- Theatrical release poster
- Directed by: Gérard Krawczyk
- Written by: Luc Besson
- Produced by: Luc Besson; Michele Petin; Laurent Petin;
- Starring: Samy Naceri; Frédéric Diefenthal; Marion Cotillard; Emma Sjoberg; Bernard Farcy;
- Cinematography: Thierry Guilmaro
- Edited by: Thierry Hoss
- Music by: Olivier "Akos" Castelli; Al Khemya; IAM;
- Production companies: Leeloo Productions ARP Sélection TF1 Films Production Le Studio Canal+
- Distributed by: ARP Sélection
- Release date: 25 March 2000 (Marseille);
- Running time: 88 minutes
- Country: France
- Language: French
- Budget: $10.5 million
- Box office: $64.4 million

= Taxi 2 =

2000 French film by Gérard Krawczyk

Taxi 2 (Taxi Deux) is a 2000 French action comedy film directed by Gérard Krawczyk and released in March 2000. Starring Samy Naceri, Frédéric Diefenthal and Marion Cotillard, it is the second installment in the Taxi film series. It is a sequel to Taxi (1998), written by Luc Besson and directed by Gérard Pirès in 1999. It was followed by Taxi 3 (2003) in January 2003.

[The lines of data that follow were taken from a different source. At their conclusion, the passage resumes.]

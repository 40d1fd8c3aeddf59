//! Microphone capture via cpal.
//!
//! Opens the default (or named) input device at its native rate, down-mixes
//! to mono, resamples to 16 kHz and hands out fixed 4096-sample frames.
//! Frames are delivered from cpal's audio thread through a callback; once a
//! stream is stopped the callback is never invoked again.

use std::sync::atomic::{AtomicBool, Ordering};
use std::sync::Arc;

use cpal::traits::{DeviceTrait, HostTrait, StreamTrait};
use cpal::StreamConfig;
use tracing::{error, info};

use super::codec::{AudioFrame, FRAME_SAMPLES, INPUT_SAMPLE_RATE};
use crate::error::AudioError;

/// Receives each completed frame.
pub type FrameCallback = Box<dyn FnMut(AudioFrame) + Send>;

/// A source of microphone audio.
pub trait InputDevice: Send {
    /// Open the device and start delivering frames to `on_frame`.
    fn start(&mut self, on_frame: FrameCallback) -> Result<Box<dyn CaptureStream>, AudioError>;
}

/// A running capture. Dropping it also stops it.
pub trait CaptureStream: Send {
    /// Stop delivering frames and release the device. Idempotent.
    fn stop(&mut self);
}

/// List available input device names.
pub fn list_input_devices() -> Vec<String> {
    let host = cpal::default_host();
    let mut names = Vec::new();
    if let Ok(devices) = host.input_devices() {
        for dev in devices {
            if let Ok(name) = dev.name() {
                names.push(name);
            }
        }
    }
    names
}

/// List available output device names.
pub fn list_output_devices() -> Vec<String> {
    let host = cpal::default_host();
    let mut names = Vec::new();
    if let Ok(devices) = host.output_devices() {
        for dev in devices {
            if let Ok(name) = dev.name() {
                names.push(name);
            }
        }
    }
    names
}

// ── Frame assembly ──────────────────────────────────────────────────

/// Turns arbitrary device callbacks into fixed-size 16 kHz mono frames.
pub struct FrameAssembler {
    channels: u16,
    resampler: LinearResampler,
    pending: Vec<f32>,
}

impl FrameAssembler {
    pub fn new(native_rate: u32, channels: u16) -> Self {
        Self {
            channels: channels.max(1),
            resampler: LinearResampler::new(native_rate, INPUT_SAMPLE_RATE),
            pending: Vec::with_capacity(FRAME_SAMPLES * 2),
        }
    }

    /// Feed one interleaved device buffer; returns every frame it completed.
    pub fn push(&mut self, data: &[f32]) -> Vec<AudioFrame> {
        let mono = to_mono(data, self.channels);
        self.resampler.process(&mono, &mut self.pending);

        let mut frames = Vec::new();
        while self.pending.len() >= FRAME_SAMPLES {
            frames.push(AudioFrame::new(self.pending.drain(..FRAME_SAMPLES).collect()));
        }
        frames
    }

    /// Samples waiting for the next frame.
    pub fn buffered(&self) -> usize {
        self.pending.len()
    }
}

/// Streaming linear resampler for mono f32 audio.
///
/// The read position and the last input sample carry over between calls,
/// so splitting a signal into buffers of any size yields the same output as
/// resampling it in one piece.
struct LinearResampler {
    /// Input samples per output sample.
    step: f64,
    /// Position of the next output sample, relative to the start of the
    /// next input buffer. Lies in `[-1, 0)` once a sample has been seen.
    pos: f64,
    /// Last sample of the previous buffer; index -1 of the next one.
    last: Option<f32>,
}

impl LinearResampler {
    fn new(from_rate: u32, to_rate: u32) -> Self {
        let step = if from_rate == 0 || to_rate == 0 {
            1.0
        } else {
            from_rate as f64 / to_rate as f64
        };
        Self {
            step,
            pos: 0.0,
            last: None,
        }
    }

    /// Resample `input` and append the result to `out`.
    fn process(&mut self, input: &[f32], out: &mut Vec<f32>) {
        if input.is_empty() {
            return;
        }
        if self.step == 1.0 {
            out.extend_from_slice(input);
            return;
        }

        let len = input.len() as f64;
        let sample = |i: i64| -> f32 {
            if i < 0 {
                self.last.unwrap_or(input[0])
            } else {
                input[(i as usize).min(input.len() - 1)]
            }
        };

        let mut pos = self.pos;
        while pos <= len - 1.0 {
            let idx0 = pos.floor();
            let frac = (pos - idx0) as f32;
            let s0 = sample(idx0 as i64);
            let s1 = sample(idx0 as i64 + 1);
            out.push(s0 + frac * (s1 - s0));
            pos += self.step;
        }

        self.pos = pos - len;
        self.last = input.last().copied();
    }
}

/// Down-mix multi-channel audio to mono by averaging channels.
fn to_mono(samples: &[f32], channels: u16) -> Vec<f32> {
    if channels <= 1 {
        return samples.to_vec();
    }
    let ch = channels as usize;
    samples
        .chunks_exact(ch)
        .map(|frame| frame.iter().sum::<f32>() / ch as f32)
        .collect()
}

// ── cpal microphone ─────────────────────────────────────────────────

/// Wrapper to make `cpal::Stream` Send.
///
/// `cpal::Stream` is `!Send` on some platforms due to internal raw pointers,
/// but it is only held to keep capture alive and dropped on stop.
struct SendStream(cpal::Stream);

// SAFETY: the stream is never accessed from another thread; it is only
// stored and eventually dropped.
unsafe impl Send for SendStream {}

/// Default or named microphone.
#[derive(Debug, Clone, Default)]
pub struct CpalMicrophone {
    device_name: Option<String>,
}

impl CpalMicrophone {
    pub fn new(device_name: Option<String>) -> Self {
        Self { device_name }
    }
}

/// Resolved info about the audio input we will use.
struct CaptureConfig {
    device: cpal::Device,
    stream_config: StreamConfig,
}

fn resolve_device(device_name: Option<&str>) -> Result<CaptureConfig, AudioError> {
    let host = cpal::default_host();

    let device = if let Some(name) = device_name {
        host.input_devices()
            .map_err(|e| {
                AudioError::DeviceUnavailable(format!("Failed to enumerate input devices: {e}"))
            })?
            .find(|d| d.name().map(|n| n == name).unwrap_or(false))
            .ok_or_else(|| AudioError::DeviceUnavailable(format!("Input device not found: {name}")))?
    } else {
        host.default_input_device().ok_or_else(|| {
            AudioError::DeviceUnavailable("No default input device available".to_string())
        })?
    };

    let dev_name = device.name().unwrap_or_else(|_| "unknown".into());
    info!(device = %dev_name, "Selected input device");

    let default_config = device.default_input_config().map_err(|e| {
        AudioError::DeviceUnavailable(format!("Failed to get default input config: {e}"))
    })?;

    let stream_config = StreamConfig {
        channels: default_config.channels(),
        sample_rate: default_config.sample_rate(),
        buffer_size: cpal::BufferSize::Default,
    };

    info!(
        native_rate = stream_config.sample_rate.0,
        channels = stream_config.channels,
        "Input device config (will resample to {}Hz mono if needed)",
        INPUT_SAMPLE_RATE,
    );

    Ok(CaptureConfig {
        device,
        stream_config,
    })
}

impl InputDevice for CpalMicrophone {
    fn start(&mut self, mut on_frame: FrameCallback) -> Result<Box<dyn CaptureStream>, AudioError> {
        let cfg = resolve_device(self.device_name.as_deref())?;
        let mut assembler =
            FrameAssembler::new(cfg.stream_config.sample_rate.0, cfg.stream_config.channels);

        let open = Arc::new(AtomicBool::new(true));
        let gate = Arc::clone(&open);

        let stream = cfg
            .device
            .build_input_stream(
                &cfg.stream_config,
                move |data: &[f32], _info: &cpal::InputCallbackInfo| {
                    if !gate.load(Ordering::Acquire) {
                        return;
                    }
                    for frame in assembler.push(data) {
                        // Re-check so a stop between frames drops the rest.
                        if !gate.load(Ordering::Acquire) {
                            return;
                        }
                        on_frame(frame);
                    }
                },
                move |err| {
                    error!("Audio input stream error: {}", err);
                },
                None,
            )
            .map_err(|e| AudioError::DeviceUnavailable(format!("Failed to build input stream: {e}")))?;

        stream
            .play()
            .map_err(|e| AudioError::DeviceUnavailable(format!("Failed to start input stream: {e}")))?;

        info!("Audio capture started");
        Ok(Box::new(CpalCapture {
            open,
            stream: Some(SendStream(stream)),
        }))
    }
}

struct CpalCapture {
    open: Arc<AtomicBool>,
    stream: Option<SendStream>,
}

impl CaptureStream for CpalCapture {
    fn stop(&mut self) {
        self.open.store(false, Ordering::Release);
        if let Some(SendStream(stream)) = self.stream.take() {
            if let Err(e) = stream.pause() {
                tracing::debug!("Failed to pause input stream: {}", e);
            }
            drop(stream);
            info!("Audio capture stopped");
        }
    }
}

impl Drop for CpalCapture {
    fn drop(&mut self) {
        self.stop();
    }
}

#[cfg(test)]
mod tests {
    use super::*;

    #[test]
    fn test_to_mono_averages_channels() {
        assert_eq!(to_mono(&[1.0, 0.0, 0.5, 0.5], 2), vec![0.5, 0.5]);
        assert_eq!(to_mono(&[0.25, 0.75], 1), vec![0.25, 0.75]);
    }

    fn resample(input: &[f32], from_rate: u32) -> Vec<f32> {
        let mut out = Vec::new();
        LinearResampler::new(from_rate, INPUT_SAMPLE_RATE).process(input, &mut out);
        out
    }

    #[test]
    fn test_resample_48k_to_16k() {
        let input: Vec<f32> = (0..48).map(|i| i as f32).collect();
        let out = resample(&input, 48_000);
        assert_eq!(out.len(), 16);
        assert_eq!(out[0], 0.0);
        assert_eq!(out[1], 3.0);
        assert_eq!(out[15], 45.0);
        assert_eq!(resample(&input, INPUT_SAMPLE_RATE), input);
    }

    #[test]
    fn test_resample_is_continuous_across_buffers() {
        // A ramp resamples exactly, so output k must equal k * step.
        let input: Vec<f32> = (0..44_100).map(|i| i as f32 * 0.001).collect();
        let step = 44_100.0 / INPUT_SAMPLE_RATE as f64;

        let mut resampler = LinearResampler::new(44_100, INPUT_SAMPLE_RATE);
        let mut out = Vec::new();
        for buffer in input.chunks(512) {
            resampler.process(buffer, &mut out);
        }

        let whole = resample(&input, 44_100);
        assert!((out.len() as i64 - 16_000).abs() <= 1, "got {}", out.len());
        assert!((out.len() as i64 - whole.len() as i64).abs() <= 1);
        for (k, &s) in out.iter().enumerate() {
            let expected = (k as f64 * step * 0.001) as f32;
            assert!((s - expected).abs() < 1e-3, "sample {k}: {s} != {expected}");
        }
    }

    #[test]
    fn test_assembler_emits_full_frames_only() {
        let mut asm = FrameAssembler::new(INPUT_SAMPLE_RATE, 1);
        assert!(asm.push(&vec![0.1; FRAME_SAMPLES - 1]).is_empty());
        assert_eq!(asm.buffered(), FRAME_SAMPLES - 1);

        let frames = asm.push(&vec![0.2; FRAME_SAMPLES + 10]);
        assert_eq!(frames.len(), 1);
        assert_eq!(frames[0].len(), FRAME_SAMPLES);
        assert_eq!(frames[0].samples()[FRAME_SAMPLES - 1], 0.2);
        assert_eq!(asm.buffered(), 11);
    }

    #[test]
    fn test_assembler_downmixes_and_resamples() {
        // One second of 48 kHz stereo becomes 16000 mono samples.
        let mut asm = FrameAssembler::new(48_000, 2);
        let mut frames = Vec::new();
        for _ in 0..10 {
            frames.extend(asm.push(&vec![0.5; 4800 * 2]));
        }
        assert_eq!(frames.len(), 16_000 / FRAME_SAMPLES);
        assert_eq!(frames.len() * FRAME_SAMPLES + asm.buffered(), 16_000);
        assert!(frames[0].samples().iter().all(|&s| (s - 0.5).abs() < 1e-6));
    }
}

A video game adaptation was released by Ubi Soft, also in 2000.

==Plot==
A Japanese minister of defence is traveling to Paris to sign a weapons contract between Japan and France, but first, he is visiting Marseille to view and rate the city police's anti gang tactics (using fake attacks on him).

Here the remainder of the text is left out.